Modern H/HS Policy

In It for the Long Haul: What It Takes to Advance Race Equity – Insights from Local Leaders

By Tracy Wareing Evans    December 13, 2019

We want every human being to live a happy, vibrant life. It’s at the heart of what we aspire to, and what brings so many leaders in the American Public Human Services Association (APHSA) network together to share insights, spark new ideas, and work collectively together.

Earlier this fall, at a gathering of our local leaders at the 10th annual Harvard Health and Human Services Summit, the call to action was clear—to advance on our vision, we must commit not only to spanning the boundaries of human services, health, education, housing, and justice systems, but to getting underneath the structural inequities and biases within the systems in order to achieve well-being for all people.

We must commit to working with families to lift up community-relevant strategies that build health and well-being and to taking a deep look at not only how parents and their children are impacted by poverty, housing, and lack of economic opportunity, but why our systems have disproportionately impacted race and ethnicity.
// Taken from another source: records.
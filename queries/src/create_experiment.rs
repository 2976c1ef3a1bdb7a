//! `createExperiment` mutation.
//!
//! Selection: `createExperiment { message status nimbusExperiment { name slug
//! hypothesis application } }`.

use graphql_client::{GraphQLQuery, QueryBody};
use serde::{Deserialize, Serialize};
use serde_json::Value;

use crate::Operation;
use crate::nullable::required;
use crate::schema::{ExperimentInput, NimbusExperimentApplication, ObjectField};
use crate::typename;

pub const OPERATION_NAME: &str = "createExperiment";
pub const QUERY: &str = include_str!("../graphql/create_experiment.graphql");

/// Marker type binding the mutation to [`GraphQLQuery`].
#[derive(Clone, Copy, Debug, Default)]
pub struct CreateExperimentMutation;

impl GraphQLQuery for CreateExperimentMutation {
    type Variables = Variables;
    type ResponseData = ResponseData;

    fn build_query(variables: Self::Variables) -> QueryBody<Self::Variables> {
        QueryBody { variables, query: QUERY, operation_name: OPERATION_NAME }
    }
}

impl Operation for CreateExperimentMutation {
    const NAME: &'static str = OPERATION_NAME;
    const DOCUMENT: &'static str = QUERY;
}

/// Variables of the mutation: a single required `input`.
#[derive(Clone, Debug, PartialEq, Eq, Serialize, Deserialize)]
pub struct Variables {
    pub input: ExperimentInput,
}

/// `data` of a `createExperiment` response.
#[derive(Clone, Debug, PartialEq, Serialize, Deserialize)]
#[serde(rename_all = "camelCase")]
pub struct ResponseData {
    #[serde(deserialize_with = "required")]
    pub create_experiment: Option<CreateExperiment>,
}

/// Mutation payload.
#[derive(Clone, Debug, PartialEq, Serialize, Deserialize)]
#[serde(rename_all = "camelCase")]
pub struct CreateExperiment {
    #[serde(rename = "__typename")]
    pub typename: typename::CreateExperiment,
    #[serde(deserialize_with = "required")]
    pub message: Option<ObjectField>,
    #[serde(deserialize_with = "required")]
    pub status: Option<i32>,
    #[serde(deserialize_with = "required")]
    pub nimbus_experiment: Option<NimbusExperiment>,
}

/// The experiment created by the mutation.
#[derive(Clone, Debug, PartialEq, Eq, Serialize, Deserialize)]
#[serde(rename_all = "camelCase")]
pub struct NimbusExperiment {
    #[serde(rename = "__typename")]
    pub typename: typename::NimbusExperimentType,
    pub name: String,
    pub slug: String,
    pub hypothesis: String,
    #[serde(deserialize_with = "required")]
    pub application: Option<NimbusExperimentApplication>,
}

/// How a mutation payload should be read by a caller.
#[derive(Clone, Debug, PartialEq)]
pub enum CreationOutcome<'a> {
    /// The server returned the new experiment.
    Created(&'a NimbusExperiment),
    /// No experiment came back; `status` and `message` explain why.
    Rejected { status: Option<i32>, message: Option<&'a ObjectField> },
}

impl CreateExperiment {
    #[must_use]
    pub fn outcome(&self) -> CreationOutcome<'_> {
        match &self.nimbus_experiment {
            Some(experiment) => CreationOutcome::Created(experiment),
            None => CreationOutcome::Rejected { status: self.status, message: self.message.as_ref() },
        }
    }

    /// `message` when it is a plain string (`"success"` on creation).
    #[must_use]
    pub fn message_text(&self) -> Option<&str> {
        self.message.as_ref().and_then(Value::as_str)
    }

    /// Per-field validation messages from an object-form `message`.
    ///
    /// A field whose value is a bare string yields a single message;
    /// non-string list entries are rendered as JSON.
    #[must_use]
    pub fn field_errors(&self) -> Vec<(String, Vec<String>)> {
        let Some(Value::Object(fields)) = &self.message else {
            return Vec::new();
        };

        fields
            .iter()
            .map(|(field, messages)| {
                let messages = match messages {
                    Value::Array(items) => items
                        .iter()
                        .map(|item| item.as_str().map_or_else(|| item.to_string(), str::to_owned))
                        .collect(),
                    Value::String(text) => vec![text.clone()],
                    other => vec![other.to_string()],
                };
                (field.clone(), messages)
            })
            .collect()
    }
}

#[cfg(test)]
#[path = "create_experiment_test.rs"]
mod tests;
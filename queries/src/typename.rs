//! `__typename` discriminants.
//!
//! Each type here is a one-variant enum whose variant name is the GraphQL
//! object type name. It serializes to exactly that string and decodes only
//! from that string; any other JSON value (including serde's `{"Variant":
//! null}` enum form) is rejected.

use serde::{Deserialize, Serialize};

/// A `__typename` that did not match the expected object type.
#[derive(Debug, Clone, PartialEq, Eq, thiserror::Error)]
#[error("expected __typename {expected:?}, found {found:?}")]
pub struct UnexpectedTypename {
    pub expected: &'static str,
    pub found: String,
}

macro_rules! typename {
    ($(#[$doc:meta])* $name:ident) => {
        $(#[$doc])*
        #[derive(Clone, Copy, Debug, Default, PartialEq, Eq, Hash, Serialize, Deserialize)]
        #[serde(try_from = "String")]
        pub enum $name {
            #[default]
            $name,
        }

        impl $name {
            pub const LITERAL: &'static str = stringify!($name);
        }

        impl TryFrom<String> for $name {
            type Error = UnexpectedTypename;

            fn try_from(value: String) -> Result<Self, Self::Error> {
                if value == Self::LITERAL {
                    Ok(Self::$name)
                } else {
                    Err(UnexpectedTypename { expected: Self::LITERAL, found: value })
                }
            }
        }
    };
}

typename!(
    /// Discriminant of the `createExperiment` mutation payload.
    CreateExperiment
);

typename!(
    /// Discriminant of an experiment record.
    NimbusExperimentType
);

typename!(
    /// Discriminant of the configuration record returned by `getConfig`.
    NimbusConfigurationType
);

typename!(
    /// Discriminant of a label/value option.
    NimbusLabelValueType
);

typename!(
    /// Discriminant of a feature configuration.
    NimbusFeatureConfigType
);

typename!(
    /// Discriminant of a probe set.
    NimbusProbeSetType
);

#[cfg(test)]
#[path = "typename_test.rs"]
mod tests;
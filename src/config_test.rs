use super::*;
use std::collections::HashMap;

fn lookup_from(pairs: &[(&str, &str)]) -> impl Fn(&str) -> Option<String> {
    let map: HashMap<String, String> = pairs.iter().map(|(k, v)| ((*k).to_owned(), (*v).to_owned())).collect();
    move |key| map.get(key).cloned()
}

#[test]
fn from_lookup_uses_defaults() {
    let cfg = ClientConfig::from_lookup(lookup_from(&[])).unwrap();
    assert_eq!(cfg.endpoint, DEFAULT_GRAPHQL_URL);
    assert_eq!(cfg.auth_email, None);
    assert_eq!(cfg.timeouts, Timeouts::default());
    assert_eq!(
        cfg.timeouts,
        Timeouts { request_secs: DEFAULT_REQUEST_TIMEOUT_SECS, connect_secs: DEFAULT_CONNECT_TIMEOUT_SECS }
    );
}

#[test]
fn from_lookup_parses_overrides() {
    let cfg = ClientConfig::from_lookup(lookup_from(&[
        ("NIMBUS_GRAPHQL_URL", "https://experimenter.example.test/api/v5/graphql/"),
        ("NIMBUS_AUTH_EMAIL", "dev@example.com"),
        ("NIMBUS_REQUEST_TIMEOUT_SECS", "42"),
        ("NIMBUS_CONNECT_TIMEOUT_SECS", " 7 "),
    ]))
    .unwrap();

    assert_eq!(cfg.endpoint, "https://experimenter.example.test/api/v5/graphql");
    assert_eq!(cfg.auth_email.as_deref(), Some("dev@example.com"));
    assert_eq!(cfg.timeouts, Timeouts { request_secs: 42, connect_secs: 7 });
}

#[test]
fn from_lookup_ignores_blank_auth_email() {
    let cfg = ClientConfig::from_lookup(lookup_from(&[("NIMBUS_AUTH_EMAIL", "  ")])).unwrap();
    assert_eq!(cfg.auth_email, None);
}

#[test]
fn from_lookup_rejects_non_numeric_timeout() {
    let err = ClientConfig::from_lookup(lookup_from(&[("NIMBUS_REQUEST_TIMEOUT_SECS", "soon")])).unwrap_err();
    assert!(matches!(err, ConfigError::InvalidNumber { var: "NIMBUS_REQUEST_TIMEOUT_SECS", .. }));
    assert!(err.to_string().contains("soon"));
}

#[test]
fn from_lookup_rejects_relative_url() {
    let err = ClientConfig::from_lookup(lookup_from(&[("NIMBUS_GRAPHQL_URL", "/api/v5/graphql")])).unwrap_err();
    assert!(matches!(err, ConfigError::InvalidUrl { .. }));
}

#[test]
fn with_endpoint_rejects_non_http_scheme() {
    let cfg = ClientConfig::from_lookup(lookup_from(&[])).unwrap();
    let err = cfg.with_endpoint("ftp://example.test/graphql").unwrap_err();
    assert!(err.to_string().contains("unsupported scheme 'ftp'"));
}

#[test]
fn builder_overrides_apply() {
    let cfg = ClientConfig::from_lookup(lookup_from(&[]))
        .unwrap()
        .with_endpoint("http://127.0.0.1:9000/graphql/")
        .unwrap()
        .with_auth_email("qa@example.com")
        .with_request_timeout(5);

    assert_eq!(cfg.endpoint, "http://127.0.0.1:9000/graphql");
    assert_eq!(cfg.auth_email.as_deref(), Some("qa@example.com"));
    assert_eq!(cfg.timeouts.request_secs, 5);
    assert_eq!(cfg.timeouts.connect_secs, DEFAULT_CONNECT_TIMEOUT_SECS);
}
As one APHSA member warned, “we will never be the country that we pretend we are if we don’t get at race equity.” Another leader noted that if we cannot get underneath the levers that cause structural inequities, then we will continue to talkaround the edges and be forever stuck in “managing side-shows” rather than building truly thriving communities.

The imperative is clear—and leaders in our network are asking how do we take direct action and ensure we are advancing our work through a race equity lens? What is required in our agencies, in our own communities, in our state, and as a collective group of national leaders? What we know is that the answers to these questions are not singular nor simple.

The challenge before all of us is complex, dynamic, rooted in historical policy and practice, and bigger than our field. There is no silver bullet—no single approach. We must create platforms to learn from each other, share our insights and progress, and tackle the roadblocks together.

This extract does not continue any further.